La double structure du roman ouvre des possibilités d'interprétation diverses. Un premier mouvement cyclique enchâsse les niveaux de narration : de part et d'autre, une introduction (signée Edward Atiyah) décrit la naissance du roman et un post-scriptum (signé Clio) relate, en moins d'une demi-page, la véritable histoire de Napoléon; puis on trouve, enchâssés entre ces clôtures du roman, un prologue et un épilogue où se répète une scène qui se déroule à Sainte Hélène : dans la première, Napoléon déclare à ses proches qu'il aurait dû naître en Angleterre, et dans la scène symétrique, qu’il aurait dû voir le jour en Corse; le récit proprement dit de ce Napoléon anglais est emboîté entre ces deux hypothèses, récit lui-même cyclique puisqu'il commence et s'achève par une défaite (Ponte Novu et Waterloo) et avec la présence du même Wellesley. Cependant la construction cyclique de ce récit central se greffe sur une structure linéaire en trois parties qui pourrait s'intituler The Rise and Fall of Napoleon : les années de formation avec l'accession de Napoléon à la tête de l'armée royale qui met fin à la Révolution française, la conquête de l'Inde avec le couronnement de Napoléon empereur puis après la reconquête de Constantinople, la désastreuse campagne de Russie et la défaite de Waterloo.

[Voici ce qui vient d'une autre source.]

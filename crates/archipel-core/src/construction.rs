//! Construction state machine for building slots.
//!
//! A successful build or upgrade puts the slot `InProgress` with a start
//! time and a duration. Remaining time is always derived from the clock,
//! never stored. The per-tick [`sweep`] flips finished constructions to
//! `Complete` and refreshes their effect from the building table; a
//! building that is already complete is never touched again, so sweeping
//! twice in the same second is harmless.
//!
//! While an upgrade runs the building keeps the effect of its previous
//! level, which is what lets an architect's workshop keep discounting
//! other constructions during its own upgrade.

use std::collections::BTreeMap;

use archipel_types::{
    Building, BuildingEffect, BuildingKind, BuildingStatus, City, CityId, NotificationKind,
    PlayerId, Research, Resource,
};
use archipel_world::{Rules, World, slot_category};
use chrono::{DateTime, Utc};
use rust_decimal::Decimal;
use serde::Serialize;
use tracing::{debug, info};

use crate::error::CommandError;
use crate::notifications;

/// Seconds left before a construction finishes.
///
/// Zero unless the building is in progress with a start time and a
/// positive duration.
pub fn remaining_secs(building: &Building, now: DateTime<Utc>) -> u64 {
    let Some(started) = building.started_at else {
        return 0;
    };
    if building.status != BuildingStatus::InProgress || building.duration_secs == 0 {
        return 0;
    }
    let elapsed = u64::try_from(now.signed_duration_since(started).num_seconds()).unwrap_or(0);
    building.duration_secs.saturating_sub(elapsed)
}

/// Cost and time reduction percentages from the city's architect's
/// workshops. A workshop being upgraded still counts at its old level.
pub fn architect_reductions(city: &City) -> (u32, u32) {
    city.buildings()
        .filter(|b| b.kind == BuildingKind::ArchitectWorkshop)
        .filter_map(|b| match b.status {
            BuildingStatus::Complete => Some(&b.effect),
            BuildingStatus::InProgress => Some(&b.previous_effect),
            BuildingStatus::Cancelled => None,
        })
        .fold((0_u32, 0_u32), |(cost, time), effect| {
            (
                cost.saturating_add(effect.cost_reduction),
                time.saturating_add(effect.time_reduction),
            )
        })
}

/// Apply a percentage reduction, never going below 1.
pub fn reduce(value: u64, percent: u32) -> u64 {
    let keep = u64::from(100_u32.saturating_sub(percent));
    value
        .saturating_mul(keep)
        .checked_div(100)
        .unwrap_or(0)
        .max(1)
}

/// What a validated build or upgrade will do.
#[derive(Debug, Clone, PartialEq, Eq, Serialize)]
pub struct BuildOrder {
    /// Building kind.
    pub kind: BuildingKind,
    /// Level the building will reach.
    pub level: u32,
    /// Resources charged, after reductions.
    pub cost: BTreeMap<Resource, u32>,
    /// Construction time in seconds, after reductions.
    pub duration_secs: u64,
}

/// Check a build or upgrade without changing anything.
pub fn plan(
    rules: &Rules,
    world: &World,
    player: PlayerId,
    city_id: CityId,
    slot: usize,
    kind: BuildingKind,
) -> Result<BuildOrder, CommandError> {
    let account = world
        .player(player)
        .ok_or(CommandError::PlayerNotFound(player))?;
    let city = world
        .city(city_id)
        .ok_or(CommandError::CityNotFound(city_id))?;
    if city.owner != Some(player) {
        return Err(CommandError::NotOwner(city_id));
    }
    let definition = rules
        .buildings
        .get(kind)
        .ok_or(CommandError::UnknownBuilding(kind))?;
    if let Some(research) = definition
        .required_research
        .filter(|r| !account.unlocked_research.contains(r))
    {
        return Err(CommandError::ResearchRequired(research));
    }
    if slot >= city.slots.len() {
        return Err(CommandError::InvalidSlot(slot));
    }

    let current_level = match city.building_at(slot) {
        Some(existing) if existing.kind != kind => {
            return Err(CommandError::SlotOccupied {
                slot,
                occupant: existing.kind,
            });
        }
        Some(existing) if existing.status == BuildingStatus::InProgress => {
            return Err(CommandError::ConstructionInProgress(slot));
        }
        Some(existing) => existing.level,
        None => {
            let expected = slot_category(slot);
            if definition.category != expected {
                return Err(CommandError::WrongSlotCategory { slot, expected });
            }
            if let Some(max) = definition.max_count {
                let count = city.buildings().filter(|b| b.kind == kind).count();
                if u32::try_from(count).unwrap_or(u32::MAX) >= max {
                    return Err(CommandError::MaxCountReached(kind));
                }
            }
            0
        }
    };

    if current_level >= definition.max_level() {
        return Err(CommandError::MaxLevelReached(kind));
    }
    let level = current_level.saturating_add(1);
    let details = definition
        .level(level)
        .ok_or(CommandError::MissingLevel { kind, level })?;

    let (cost_cut, time_cut) = architect_reductions(city);
    let cost: BTreeMap<Resource, u32> = details
        .cost
        .iter()
        .map(|(r, amount)| {
            let reduced = if cost_cut == 0 {
                *amount
            } else {
                u32::try_from(reduce(u64::from(*amount), cost_cut)).unwrap_or(u32::MAX)
            };
            (*r, reduced)
        })
        .collect();
    let duration_secs = if time_cut == 0 {
        details.construction_secs
    } else {
        reduce(details.construction_secs, time_cut)
    };

    ensure_affordable(city, &cost)?;

    Ok(BuildOrder {
        kind,
        level,
        cost,
        duration_secs,
    })
}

Le Napoléon anglais réalise donc le rêve du Napoléon français : la conquête de l'Inde - la campagne d'Egypte n'était qu'une étape sur la route des Indes. Or c'est précisément cet épisode de l'épopée réelle qui fait le lien avec l'épopée contemporaine et la crise de Suez encore présente dans les esprits des lecteurs d'Edward Atiyah, crise de Suez qui dévoile l'avidité occidentale pour cette bande de terre – ou plutôt d’eau - d'importance stratégique. Si la référence aux années 1950 est évidente, avec un Napoléon/Nasser unissant les peuples orientaux contre l'attaquant occidental (le Napoléon d'Edward Atiyah se révolte contre la couronne britannique et unit les peuples du continent sud-asiatique jusqu'à la Turquie contre ceux qui s’opposent à sa marche ambitieuse), on note un brouillage qui fait se superposer des périodes allant de la Première Guerre mondiale à la fin des années 1950 : la chute de l'Empire ottoman , le partage du Proche-Orient par la France, l'Angleterre et la Russie (dont l'intrusion en Méditerranée est perçue comme une menace), la question des Balkans. Est présente de façon répétée dans le texte, une carte, écho de cette carte qui a servi à l'instruction d'Edward Atiyah et de Penelope Lively et qui affirme la suprématie britannique sur le monde 1161 . La revendication de Napoléon par les Anglais s'inscrit dans la lutte entre la France et l'Angleterre pour le contrôle d'un certain nombre de voies commerciales (dont le canal de Suez). Cette approche classique du colonialisme occidental est assortie d'une dimension nouvelle. Ce Napoléon représente la deuxième génération d'une famille d'émigrés réfugiés. A travers lui se profile une réflexion sur les liens avec la patrie d'origine, déjà problématique pour les membres de la première génération. A cela s'ajoute la question d'une société multiraciale : quel bénéfice la métropole impériale peut-elle tirer de l'arrivée des populations en provenance de ses (ex-)colonies? Il s'agit pour la métropole de reconnaître l'altérité comme enrichissement, c'est-à-dire de changer son regard sur le colonisé. Edward Atiyah lance un débat qui demeure toujours d'actualité.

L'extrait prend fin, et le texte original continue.